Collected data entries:
···

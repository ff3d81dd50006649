use crate::base::{Config, DamageLaw, ParamLoading};
use crate::fem::{Backend, SolveReport};
use crate::StrError;
use russell_lab::math::erfc;
use russell_lab::Vector;

/// Implements a lumped one-dimensional bar made of segments in series
///
/// The bar of length L is divided into n segments of length h = L / n. Each segment i
/// carries one damage value αᵢ and a uniform (mechanical) strain; the n + 1 nodal
/// displacements form the displacement field. The left end is fixed and the right end
/// has an imposed displacement U.
///
/// The elasticity problem has the closed-form solution (equilibrium: uniform force F)
///
/// ```text
///      U - Σ h ε₀ᵢ                          h
/// F = —————————————    with    Cᵢ = ——————————————————
///         Σ Cᵢ                       (a(αᵢ) + k_ℓ) Eᵢ H
/// ```
///
/// where ε₀ᵢ is the eigenstrain of segment i. The damage problem is local (the gradient term
/// is dropped); hence, each αᵢ is the projection of the minimizer of the local energy
/// density onto [lbᵢ, ubᵢ]. See [DamageLaw::local_minimizer].
///
/// Two loadings are available:
///
/// * Traction -- U = ut · t without eigenstrain
/// * Thermal shock -- U = 0 (clamped ends) with ε₀(x) = -ΔT erfc(x / t)
pub struct SeriesBar {
    law: DamageLaw,
    loading: ParamLoading,
    gc: f64,
    ell: f64,
    k_ell: f64,
    height: f64,
    h: f64,
    young: Vec<f64>,
    x_mid: Vec<f64>,
    eigenstrain: Vec<f64>,
    imposed: f64,
}

impl SeriesBar {
    /// Allocates a new instance
    ///
    /// # Input
    ///
    /// * `config` -- the configuration (material, geometry, loading)
    /// * `n_segment` -- the number of segments; None means `round(length / cell_size)`
    pub fn new(config: &Config, n_segment: Option<usize>) -> Result<Self, StrError> {
        if config.validate().is_some() {
            return Err("cannot allocate SeriesBar because config.validate() failed");
        }
        let length = config.geometry.length;
        let n = match n_segment {
            Some(n) => n,
            None => f64::round(length / config.geometry.cell_size) as usize,
        };
        if n < 1 {
            return Err("the number of segments must be ≥ 1");
        }
        let h = length / (n as f64);
        let x_mid = (0..n).map(|i| (i as f64 + 0.5) * h).collect();
        let m = &config.material;
        Ok(SeriesBar {
            law: config.law,
            loading: config.loading,
            gc: m.gc,
            ell: m.ell,
            k_ell: m.k_ell,
            height: config.geometry.height,
            h,
            young: vec![m.young; n],
            x_mid,
            eigenstrain: vec![0.0; n],
            imposed: 0.0,
        })
    }

    /// Reduces the Young's modulus of one segment to trigger the localization of damage
    ///
    /// * `index` -- the index of the segment
    /// * `factor` -- the reduction factor with `0 < factor ≤ 1`
    pub fn set_weak_segment(&mut self, index: usize, factor: f64) -> Result<&mut Self, StrError> {
        if index >= self.young.len() {
            return Err("the index of the weak segment is out of bounds");
        }
        if factor <= 0.0 || factor > 1.0 {
            return Err("the reduction factor must satisfy 0 < factor ≤ 1");
        }
        self.young[index] *= factor;
        Ok(self)
    }

    /// Returns the number of segments
    pub fn n_segment(&self) -> usize {
        self.young.len()
    }

    /// Returns the length of the segments
    pub fn segment_length(&self) -> f64 {
        self.h
    }

    /// Returns the currently imposed end displacement
    pub fn imposed_displacement(&self) -> f64 {
        self.imposed
    }

    /// Returns the eigenstrains of the segments
    pub fn eigenstrain(&self) -> &Vec<f64> {
        &self.eigenstrain
    }

    /// Returns the mechanical strain of segment i (total strain minus eigenstrain)
    pub fn mechanical_strain(&self, u: &Vector, i: usize) -> f64 {
        (u[i + 1] - u[i]) / self.h - self.eigenstrain[i]
    }

    /// Returns the axial stiffness (a(α) + k_ℓ) E H of segment i
    fn stiffness(&self, alpha: &Vector, i: usize) -> f64 {
        (self.law.a(alpha[i]) + self.k_ell) * self.young[i] * self.height
    }
}

impl Backend for SeriesBar {
    fn ndof_u(&self) -> usize {
        self.young.len() + 1
    }

    fn ndof_alpha(&self) -> usize {
        self.young.len()
    }

    fn update_load(&mut self, t: f64) -> Result<(), StrError> {
        match self.loading {
            ParamLoading::Traction { ut } => {
                self.imposed = ut * t;
                self.eigenstrain.fill(0.0);
            }
            ParamLoading::ThermalShock { delta_t } => {
                self.imposed = 0.0;
                for i in 0..self.eigenstrain.len() {
                    self.eigenstrain[i] = if t > 0.0 {
                        -delta_t * erfc(self.x_mid[i] / t)
                    } else {
                        0.0
                    };
                }
            }
        }
        Ok(())
    }

    fn solve_elasticity(&mut self, u: &mut Vector, alpha: &Vector) -> Result<SolveReport, StrError> {
        let n = self.young.len();
        let mut compliance = 0.0;
        let mut free_elongation = 0.0;
        for i in 0..n {
            let k = self.stiffness(alpha, i);
            if k <= 0.0 {
                return Err("a fully damaged segment without residual stiffness makes the bar singular");
            }
            compliance += self.h / k;
            free_elongation += self.h * self.eigenstrain[i];
        }
        let force = (self.imposed - free_elongation) / compliance;
        u[0] = 0.0;
        for i in 0..n {
            u[i + 1] = u[i] + force * self.h / self.stiffness(alpha, i) + self.h * self.eigenstrain[i];
        }
        Ok(SolveReport::direct())
    }

    fn solve_damage(
        &mut self,
        alpha: &mut Vector,
        u: &Vector,
        lb: &Vector,
        ub: &Vector,
    ) -> Result<SolveReport, StrError> {
        let c = self.gc / (self.law.c_w() * self.ell);
        for i in 0..self.young.len() {
            let eps = self.mechanical_strain(u, i);
            alpha[i] = self.law.local_minimizer(self.young[i] * eps * eps, c, lb[i], ub[i]);
        }
        Ok(SolveReport::direct())
    }

    fn elastic_energy(&self, u: &Vector, alpha: &Vector) -> f64 {
        let mut energy = 0.0;
        for i in 0..self.young.len() {
            let eps = self.mechanical_strain(u, i);
            energy += 0.5 * self.stiffness(alpha, i) * eps * eps * self.h;
        }
        energy
    }

    fn surface_energy(&self, alpha: &Vector) -> f64 {
        let coefficient = self.gc / self.law.c_w() * self.height * self.h / self.ell;
        let mut energy = 0.0;
        for i in 0..self.young.len() {
            energy += coefficient * self.law.w(alpha[i]);
        }
        energy
    }

    fn reaction_force(&self, u: &Vector, alpha: &Vector) -> f64 {
        self.stiffness(alpha, 0) * self.mechanical_strain(u, 0)
    }
}

////////////////////////////////////////////////////////////////////////////////////////////////////////////////////////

···

All of the lines above need to be given again exactly.

repository ff3d81dd50006649
use crate::base::{Config, DamageLaw, ParamLoading};
use crate::fem::{Backend, SolveReport};
use crate::StrError;
use russell_lab::math::erfc;
use russell_lab::Vector;

/// Implements a lumped one-dimensional bar made of segments in series
///
/// The bar of length L is divided into n segments of length h = L / n. Each segment i
/// carries one damage value αᵢ and a uniform (mechanical) strain; the n + 1 nodal
/// displacements form the displacement field. The left end is fixed and the right end
/// has an imposed displacement U.
///
/// The elasticity problem has the closed-form solution (equilibrium: uniform force F)
///
/// ```text
///      U - Σ h ε₀ᵢ                          h
/// F = —————————————    with    Cᵢ = ——————————————————
///         Σ Cᵢ                       (a(αᵢ) + k_ℓ) Eᵢ H
/// ```
///
/// where ε₀ᵢ is the eigenstrain of segment i. The damage problem is local (the gradient term
/// is dropped); hence, each αᵢ is the projection of the minimizer of the local energy
/// density onto [lbᵢ, ubᵢ]. See [DamageLaw::local_minimizer].
///
/// Two loadings are available:
///
/// * Traction -- U = ut · t without eigenstrain
/// * Thermal shock -- U = 0 (clamped ends) with ε₀(x) = -ΔT erfc(x / t)
pub struct SeriesBar {
    law: DamageLaw,
    loading: ParamLoading,
    gc: f64,
    ell: f64,
    k_ell: f64,
    height: f64,
    h: f64,
    young: Vec<f64>,
    x_mid: Vec<f64>,
    eigenstrain: Vec<f64>,
    imposed: f64,
}

impl SeriesBar {
    /// Allocates a new instance
    ///
    /// # Input
    ///
    /// * `config` -- the configuration (material, geometry, loading)
    /// * `n_segment` -- the number of segments; None means `round(length / cell_size)`
    pub fn new(config: &Config, n_segment: Option<usize>) -> Result<Self, StrError> {
        if config.validate().is_some() {
            return Err("cannot allocate SeriesBar because config.validate() failed");
        }
        let length = config.geometry.length;
        let n = match n_segment {
            Some(n) => n,
            None => f64::round(length / config.geometry.cell_size) as usize,
        };
        if n < 1 {
            return Err("the number of segments must be ≥ 1");
        }
        let h = length / (n as f64);
        let x_mid = (0..n).map(|i| (i as f64 + 0.5) * h).collect();
        let m = &config.material;
        Ok(SeriesBar {
            law: config.law,
            loading: config.loading,
            gc: m.gc,
            ell: m.ell,
            k_ell: m.k_ell,
            height: config.geometry.height,
            h,
            young: vec![m.young; n],
            x_mid,
            eigenstrain: vec![0.0; n],
            imposed: 0.0,
        })
    }

    /// Reduces the Young's modulus of one segment to trigger the localization of damage
    ///
    /// * `index` -- the index of the segment
    /// * `factor` -- the reduction factor with `0 < factor ≤ 1`
    pub fn set_weak_segment(&mut self, index: usize, factor: f64) -> Result<&mut Self, StrError> {
        if index >= self.young.len() {
            return Err("the index of the weak segment is out of bounds");
        }
        if factor <= 0.0 || factor > 1.0 {
            return Err("the reduction factor must satisfy 0 < factor ≤ 1");
        }
        self.young[index] *= factor;
        Ok(self)
    }

    /// Returns the number of segments
    pub fn n_segment(&self) -> usize {
        self.young.len()
    }

    /// Returns the length of the segments
    pub fn segment_length(&self) -> f64 {
        self.h
    }

    /// Returns the currently imposed end displacement
    pub fn imposed_displacement(&self) -> f64 {
        self.imposed
    }

    /// Returns the eigenstrains of the segments
    pub fn eigenstrain(&self) -> &Vec<f64> {
        &self.eigenstrain
    }

    /// Returns the mechanical strain of segment i (total strain minus eigenstrain)
    pub fn mechanical_strain(&self, u: &Vector, i: usize) -> f64 {
        (u[i + 1] - u[i]) / self.h - self.eigenstrain[i]
    }

    /// Returns the axial stiffness (a(α) + k_ℓ) E H of segment i
    fn stiffness(&self, alpha: &Vector, i: usize) -> f64 {
        (self.law.a(alpha[i]) + self.k_ell) * self.young[i] * self.height
    }
}

impl Backend for SeriesBar {
    fn ndof_u(&self) -> usize {
        self.young.len() + 1
    }

    fn ndof_alpha(&self) -> usize {
        self.young.len()
    }

    fn update_load(&mut self, t: f64) -> Result<(), StrError> {
        match self.loading {
            ParamLoading::Traction { ut } => {
                self.imposed = ut * t;
                self.eigenstrain.fill(0.0);
            }
            ParamLoading::ThermalShock { delta_t } => {
                self.imposed = 0.0;
                for i in 0..self.eigenstrain.len() {
                    self.eigenstrain[i] = if t > 0.0 {
                        -delta_t * erfc(self.x_mid[i] / t)
                    } else {
                        0.0
                    };
                }
            }
        }
        Ok(())
    }

    fn solve_elasticity(&mut self, u: &mut Vector, alpha: &Vector) -> Result<SolveReport, StrError> {
        let n = self.young.len();
        let mut compliance = 0.0;
        let mut free_elongation = 0.0;
        for i in 0..n {
            let k = self.stiffness(alpha, i);
            if k <= 0.0 {
                return Err("a fully damaged segment without residual stiffness makes the bar singular");
            }
            compliance += self.h / k;
            free_elongation += self.h * self.eigenstrain[i];
        }
        let force = (self.imposed - free_elongation) / compliance;
        u[0] = 0.0;
        for i in 0..n {
            u[i + 1] = u[i] + force * self.h / self.stiffness(alpha, i) + self.h * self.eigenstrain[i];
        }
        Ok(SolveReport::direct())
    }

    fn solve_damage(
        &mut self,
        alpha: &mut Vector,
        u: &Vector,
        lb: &Vector,
        ub: &Vector,
    ) -> Result<SolveReport, StrError> {
        let c = self.gc / (self.law.c_w() * self.ell);
        for i in 0..self.young.len() {
            let eps = self.mechanical_strain(u, i);
            alpha[i] = self.law.local_minimizer(self.young[i] * eps * eps, c, lb[i], ub[i]);
        }
        Ok(SolveReport::direct())
    }

    fn elastic_energy(&self, u: &Vector, alpha: &Vector) -> f64 {
        let mut energy = 0.0;
        for i in 0..self.young.len() {
            let eps = self.mechanical_strain(u, i);
            energy += 0.5 * self.stiffness(alpha, i) * eps * eps * self.h;
        }
        energy
    }

    fn surface_energy(&self, alpha: &Vector) -> f64 {
        let coefficient = self.gc / self.law.c_w() * self.height * self.h / self.ell;
        let mut energy = 0.0;
        for i in 0..self.young.len() {
            energy += coefficient * self.law.w(alpha[i]);
        }
        energy
    }

    fn reaction_force(&self, u: &Vector, alpha: &Vector) -> f64 {
        self.stiffness(alpha, 0) * self.mechanical_strain(u, 0)
    }
}

////////////////////////////////////////////////////////////////////////////////////////////////////////////////////////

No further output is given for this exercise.